Et la situation ne devrait pas s’améliorer de si tôt. Si le ministre Gil Avérous souhaite stabiliser les crédits accordés au sport de haut niveau, des économies sont prévues sur les équipements sportifs. Le plan « 5 000 équipements – Génération 2024 », qui prévoyait une dépense de 300 millions d’euros sur trois ans, va voir son enveloppe gelée pour 2025. Mais le ministre des Sports, de la Jeunesse et de la Vie associative assure qu’il y aura quand même de l’argent : « Cette année, sur les 100 millions d’euros attribués, seuls 4 millions ont été dépensés. On a donc 96 millions de reports » pour 2025, déclarait Gil Avérous devant les parlementaires fin octobre. Il est également favorable, comme plusieurs parlementaires qui ont déposé un amendement dans ce sens, à un recours accru aux taxes prélevées sur les paris sportifs pour financer en partie ce plan « 5 000 terrains ».

Les efforts demandés aux collectivités territoriales inquiètent davantage

Autre source d’inquiétude pour les présidents des fédérations : les économies importantes demandées aux collectivités territoriales, à hauteur de 5 milliards d’euros. Elles sont « les premiers financeurs publics du sport en France », d’après le site du ministère des Sports, et participent à la construction ou l’entretien d’équipements sportifs, en plus de leur soutien financier aux clubs locaux. « C’est cette baisse de budget qui m’inquiète le plus, ça c’est vraiment catastrophique, s’alarme Guislaine Westelynck, présidente de la Fédération française handisport. Je souhaite que toute personne en situation de handicap puisse pratiquer une activité physique à proximité de chez elle, et ce projet risque de prendre un coup dans l’aile ».

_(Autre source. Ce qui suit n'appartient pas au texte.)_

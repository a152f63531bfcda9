//! Configuration constants.
//!
//! This module defines the defaults used throughout the engine: geolocation
//! endpoint, lookup and commit timeouts, and the trace settings a tracer uses
//! when the caller does not override them.

use std::time::Duration;

/// Default geolocation endpoint.
///
/// Queried as `GET {url}?q={ip}&output=json`. The free tier answers with a
/// plain-text quota message instead of JSON once the daily quota is used up.
pub const DEFAULT_GEO_API_URL: &str = "https://api.hackertarget.com/geoip/";

/// Body marker the geolocation provider returns when the quota is exhausted.
///
/// The provider answers 200 OK in that case, so the body of every 2xx answer
/// is scanned for it. Non-2xx answers are upstream errors regardless.
pub const RATE_LIMIT_MARKER: &str = "API count exceeded";

/// Per-lookup timeout for the geolocation call.
///
/// Expiry is classified as `GeoFailure::Unreachable`.
pub const DEFAULT_LOOKUP_TIMEOUT: Duration = Duration::from_secs(5);

/// Extra time a buffered hop waits for earlier tickets beyond the lookup timeout.
///
/// Earlier lookups are bounded by `DEFAULT_LOOKUP_TIMEOUT`, so the gap between
/// the two only has to absorb scheduling jitter.
pub const COMMIT_GRACE: Duration = Duration::from_secs(5);

/// Maximum time an out-of-order hop stays buffered before missing earlier
/// tickets are skipped.
pub const DEFAULT_COMMIT_TIMEOUT: Duration =
    Duration::from_secs(DEFAULT_LOOKUP_TIMEOUT.as_secs() + COMMIT_GRACE.as_secs());

/// Default User-Agent for geolocation requests
pub const DEFAULT_USER_AGENT: &str = concat!("trace_sessions/", env!("CARGO_PKG_VERSION"));

// Trace settings (defaults the tracer uses)
/// Default maximum hop count
pub const DEFAULT_MAX_HOPS: u32 = 30;
/// Upper bound for the hop count; TTL is an 8-bit field
pub const MAX_HOPS_LIMIT: u32 = 255;
/// Delay between sent packets
pub const DEFAULT_SEND_RATE: Duration = Duration::from_secs(2);
/// How long to wait for a single packet reply
pub const DEFAULT_RECEIVE_TIMEOUT: Duration = Duration::from_secs(15);
/// How long a whole trace may run
pub const DEFAULT_TRACE_TIMEOUT: Duration = Duration::from_secs(60);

« Le risque est que les collectivités donnent la priorité aux politiques publiques obligatoires et que le sport puisse en pâtir. L’impact sur les clubs risque d’être non négligeable et c’est l’accès à la pratique pour tous qui est menacé, ce qui n’est pas acceptable dans la continuité des Jeux olympiques. »

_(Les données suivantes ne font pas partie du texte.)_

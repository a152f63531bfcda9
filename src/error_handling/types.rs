//! Error type definitions.
//!
//! This module defines the engine-level errors. Geolocation failures are not
//! among them: they are recovered inside the enricher and surfaced only as an
//! [`ApiCondition`](crate::geo::ApiCondition).

use log::SetLoggerError;
use reqwest::Error as ReqwestError;
use strum_macros::EnumIter as EnumIterMacro;
use thiserror::Error;

use crate::session::SessionId;

/// Error types for initialization failures.
#[derive(Error, Debug)]
#[allow(clippy::enum_variant_names)] // All variants end with "Error" by convention
pub enum InitializationError {
    /// Error initializing the logger.
    #[error("Logger initialization error: {0}")]
    LoggerError(#[from] SetLoggerError),

    /// Error initializing the HTTP client.
    #[error("HTTP client initialization error: {0}")]
    HttpClientError(#[from] ReqwestError),

    /// The engine configuration was rejected.
    #[error("Configuration error: {0}")]
    ConfigError(#[from] ConfigError),
}

/// Invalid engine configuration.
#[derive(Error, Debug, Clone, PartialEq, Eq)]
pub enum ConfigError {
    /// The geolocation endpoint is not an absolute http(s) URL.
    #[error("Invalid geolocation API URL '{0}': {1}")]
    InvalidGeoApiUrl(String, String),

    /// A timeout knob was set to zero.
    #[error("{0} must be greater than zero")]
    ZeroTimeout(&'static str),

    /// The reorder buffer would give up on hops whose lookup is still
    /// within its own timeout.
    #[error("commit_timeout ({commit_ms}ms) must be longer than lookup_timeout ({lookup_ms}ms)")]
    CommitTimeoutTooShort {
        /// Configured commit timeout in milliseconds
        commit_ms: u128,
        /// Configured lookup timeout in milliseconds
        lookup_ms: u128,
    },
}

/// Invalid trace settings passed at session creation.
#[derive(Error, Debug, Clone, PartialEq, Eq)]
pub enum SessionConfigError {
    /// `max_hops` was zero.
    #[error("max_hops must be at least 1")]
    ZeroMaxHops,

    /// `max_hops` does not fit the 8-bit TTL field.
    #[error("max_hops must be at most {limit}, got {value}")]
    MaxHopsTooLarge {
        /// Requested value
        value: u32,
        /// Largest accepted value
        limit: u32,
    },

    /// One of the duration settings was zero.
    #[error("{0} must be a positive duration")]
    ZeroDuration(&'static str),
}

/// Errors returned by [`SessionStore`](crate::SessionStore) operations.
///
/// The store never fails because of enrichment; only invalid input, unknown
/// session ids and use after shutdown are reported.
#[derive(Error, Debug, Clone, PartialEq, Eq)]
pub enum StoreError {
    /// The session id is not (or no longer) known to the store.
    #[error("Session {0} not found")]
    SessionNotFound(SessionId),

    /// The session could not be created from the given settings.
    #[error("Invalid session configuration: {0}")]
    InvalidSessionConfig(#[from] SessionConfigError),

    /// The store was shut down; it no longer accepts sessions or hops.
    #[error("Session store is shut down")]
    ShutDown,

    /// `append` was called outside a Tokio runtime.
    #[error("No Tokio runtime to run hop enrichment on")]
    NoRuntime,
}

/// Errors while reading producer hop events.
#[derive(Error, Debug)]
pub enum IngestError {
    /// The input could not be read.
    #[error("Failed to read hop events: {0}")]
    Io(#[from] std::io::Error),

    /// A line was not a valid hop event.
    #[error("Malformed hop event on line {line}: {source}")]
    Malformed {
        /// 1-based line number in the input
        line: usize,
        /// Decoding error
        #[source]
        source: serde_json::Error,
    },
}

/// Outcome of a single hop enrichment, used for statistics.
///
/// Every enrichment ends in exactly one of these.
#[derive(Debug, Clone, Copy, PartialEq, Eq, Hash, EnumIterMacro)]
pub enum EnrichmentOutcome {
    /// Geolocation attached
    Success,
    /// Provider quota exhausted
    RateLimited,
    /// Non-2xx answer from the provider
    UpstreamError,
    /// Transport failure or undecodable body
    Unreachable,
    /// The enricher's own timeout guard fired
    TimedOut,
}

impl EnrichmentOutcome {
    pub fn as_str(&self) -> &'static str {
        match self {
            EnrichmentOutcome::Success => "Geolocation attached",
            EnrichmentOutcome::RateLimited => "Geo API rate limited",
            EnrichmentOutcome::UpstreamError => "Geo API upstream error",
            EnrichmentOutcome::Unreachable => "Geo API not reachable",
            EnrichmentOutcome::TimedOut => "Geo lookup timed out",
        }
    }

    /// Whether the hop was committed without geolocation.
    pub fn is_failure(&self) -> bool {
        !matches!(self, EnrichmentOutcome::Success)
    }
}
// Shared test helpers: scripted geolocation lookups and hop fixtures.
//
// This module provides common utilities used across multiple test files to reduce duplication.

use async_trait::async_trait;
use std::collections::HashMap;
use std::net::IpAddr;
use std::sync::atomic::{AtomicUsize, Ordering};
use std::time::Duration;

use trace_sessions::{GeoFailure, GeoLookup, GeoRecord, HopObservation};

/// Builds a hop observation for `ip`.
#[allow(dead_code)] // Used by other test files
pub fn observation(seq: u32, ip: IpAddr) -> HopObservation {
    HopObservation {
        seq,
        host_name: format!("hop-{}", seq),
        ip_addr: ip,
        hop: u8::try_from(seq).ok(),
        ttl: 64,
        node_type: "Hop".to_string(),
        rtt: format!("{}.0 ms", seq),
    }
}

/// Builds a geolocation record for `ip`.
#[allow(dead_code)]
pub fn record(ip: IpAddr) -> GeoRecord {
    GeoRecord {
        city: "Frankfurt".to_string(),
        country: "DE".to_string(),
        state: "HE".to_string(),
        ip: ip.to_string(),
        latitude: 50.11,
        longitude: 8.68,
    }
}

/// Lookup with a per-IP latency and an optional per-IP failure.
///
/// Addresses without a scripted delay answer immediately.
#[allow(dead_code)]
#[derive(Default)]
pub struct ScriptedLookup {
    pub delays: HashMap<IpAddr, Duration>,
    pub failures: HashMap<IpAddr, GeoFailure>,
    pub calls: AtomicUsize,
}

#[allow(dead_code)]
impl ScriptedLookup {
    pub fn new() -> Self {
        Self::default()
    }

    pub fn delay(mut self, ip: IpAddr, delay: Duration) -> Self {
        self.delays.insert(ip, delay);
        self
    }

    pub fn fail(mut self, ip: IpAddr, failure: GeoFailure) -> Self {
        self.failures.insert(ip, failure);
        self
    }

    pub fn calls(&self) -> usize {
        self.calls.load(Ordering::SeqCst)
    }
}

#[async_trait]
impl GeoLookup for ScriptedLookup {
    async fn lookup(&self, ip: IpAddr) -> Result<GeoRecord, GeoFailure> {
        self.calls.fetch_add(1, Ordering::SeqCst);
        if let Some(delay) = self.delays.get(&ip) {
            tokio::time::sleep(*delay).await;
        }
        match self.failures.get(&ip) {
            Some(failure) => Err(*failure),
            None => Ok(record(ip)),
        }
    }
}

/// `10.{a}.{b}.{c}` for hop `n` of session `session`.
#[allow(dead_code)]
pub fn hop_ip(session: u8, n: u32) -> IpAddr {
    IpAddr::from([10, session, (n / 256) as u8, (n % 256) as u8])
}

Gilles Erb, président de la Fédération française de tennis de table

à franceinfo: sport

« Les licences sont prises dans les territoires et on a besoin des collectivités, poursuit Guislaine Westelynck. Les clubs, les comités, sont des employeurs, ils ont des salariés parce que le bénévolat n’est plus suffisant, et on demande aux gens d’être toujours plus formés. Ils se forment mais il faut que cet effort soit rentabilisé. Si on ne peut plus les rémunérer, ça risque d’être dramatique pour le mouvement sportif ».

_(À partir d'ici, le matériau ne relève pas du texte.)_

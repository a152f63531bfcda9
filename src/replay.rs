//! Replay of a recorded (or live, via stdin) hop event stream into one session.

use anyhow::{Context, Result};
use futures::future::join_all;
use serde::Serialize;
use std::path::Path;
use std::sync::Arc;
use std::time::Instant;
use tokio::io::AsyncBufRead;

use crate::config::Config;
use crate::error_handling::log_enrichment_statistics;
use crate::geo::{ApiCondition, CachingGeoLookup, GeoLookup, HttpGeoLookup};
use crate::ingest::{open_events, HopEventReader};
use crate::initialization::init_client;
use crate::session::{Session, SessionConfig, SessionStore};

/// Result of a replay run.
#[derive(Debug, Clone, Serialize)]
pub struct ReplayReport {
    /// The finished session, hops in event order
    pub session: Session,
    /// Latest enrichment failure, if any lookup failed
    pub last_condition: Option<ApiCondition>,
    /// Hops committed to the session
    pub total_hops: usize,
    /// Hops carrying a geolocation record
    pub located_hops: usize,
    /// Input lines that were not valid hop events
    pub malformed_lines: usize,
    pub elapsed_seconds: f64,
}

/// Replays the hop events in `path` (or stdin for `-`) as one session.
///
/// Builds the HTTP geolocation adapter from `config` and hands every event to
/// [`SessionStore::append`] as soon as it is read. At end of input it waits
/// for all hops to commit and finishes the session.
///
/// # Errors
///
/// Returns an error if the configuration is invalid, the HTTP client cannot
/// be built, the input cannot be read, or the session settings are rejected.
/// Geolocation failures are not errors; they show up in
/// [`ReplayReport::last_condition`].
///
/// # Example
///
/// ```no_run
/// use trace_sessions::{replay, Config, SessionConfig};
/// use std::path::Path;
///
/// # async fn example() -> anyhow::Result<()> {
/// let report = replay(
///     Config::default(),
///     SessionConfig::new("google-dns", "8.8.8.8"),
///     Path::new("hops.jsonl"),
/// )
/// .await?;
/// println!("{} of {} hops located", report.located_hops, report.total_hops);
/// # Ok(())
/// # }
/// ```
pub async fn replay(
    config: Config,
    session_config: SessionConfig,
    path: &Path,
) -> Result<ReplayReport> {
    config.validate().context("Invalid configuration")?;

    let client = init_client(&config).context("Failed to initialize HTTP client")?;
    let http = HttpGeoLookup::new(client, &config).context("Failed to build geo lookup")?;
    let lookup: Arc<dyn GeoLookup> = Arc::new(CachingGeoLookup::new(http));

    let events = open_events(path)
        .await
        .with_context(|| format!("Failed to open hop events at {}", path.display()))?;
    log::info!("Replaying hop events from {}", path.display());

    let store = SessionStore::new(lookup, &config).context("Failed to create session store")?;
    replay_events(&store, session_config, events)
        .await
        .with_context(|| format!("Failed to replay hop events from {}", path.display()))
}

/// Creates a session in `store` and appends each event from `events` as it
/// arrives.
///
/// Hops are enriched and committed while the input is still open; the
/// session is finished once the input ends and every hop has settled.
///
/// # Errors
///
/// Returns an error if the session settings are rejected or the input cannot
/// be read.
pub async fn replay_events<R>(
    store: &SessionStore,
    session_config: SessionConfig,
    mut events: HopEventReader<R>,
) -> Result<ReplayReport>
where
    R: AsyncBufRead + Unpin,
{
    let start = Instant::now();
    let id = store
        .create(session_config)
        .context("Failed to create session")?;

    let mut handles = Vec::new();
    while let Some(observation) = events.next_event().await? {
        handles.push(store.append(id, observation)?);
    }
    log::debug!(
        "Input closed after {} hop event(s), {} malformed line(s)",
        events.events_read(),
        events.malformed()
    );

    let outcomes = join_all(handles).await;
    let lost = outcomes.iter().filter(|o| !o.is_committed()).count();
    if lost > 0 {
        log::warn!("{} hop(s) were not committed", lost);
    }

    store.finish(id)?;
    log_enrichment_statistics(store.stats());

    let session = store
        .session(id)
        .with_context(|| format!("Session {} disappeared during replay", id))?;
    let located_hops = session.located_hops().count();
    Ok(ReplayReport {
        total_hops: session.hop_count(),
        located_hops,
        last_condition: store.last_condition(),
        malformed_lines: events.malformed(),
        elapsed_seconds: start.elapsed().as_secs_f64(),
        session,
    })
}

Pour surfer sur la vague des Jeux avant qu’elle ne se transforme en vaguelette, les présidents des fédérations espèrent désormais une « loi héritage » des Jeux, « qui serait un tremplin vers une société plus sportive, avec des volets éducatifs et de santé », selon Philippe Bana. Promise par l’ancienne ministre Amélie Oudéa-Castéra pour fin 2024, elle avait été reportée pour début 2025. Mais dans une interview donnée au journal L’Equipe, son successeur envisage, pour sa part, un « plan d’action jeunesse », dans lequel le sport serait « le cœur du réacteur » et qui serait validé « au cours de l’été ou à la rentrée 2025 ».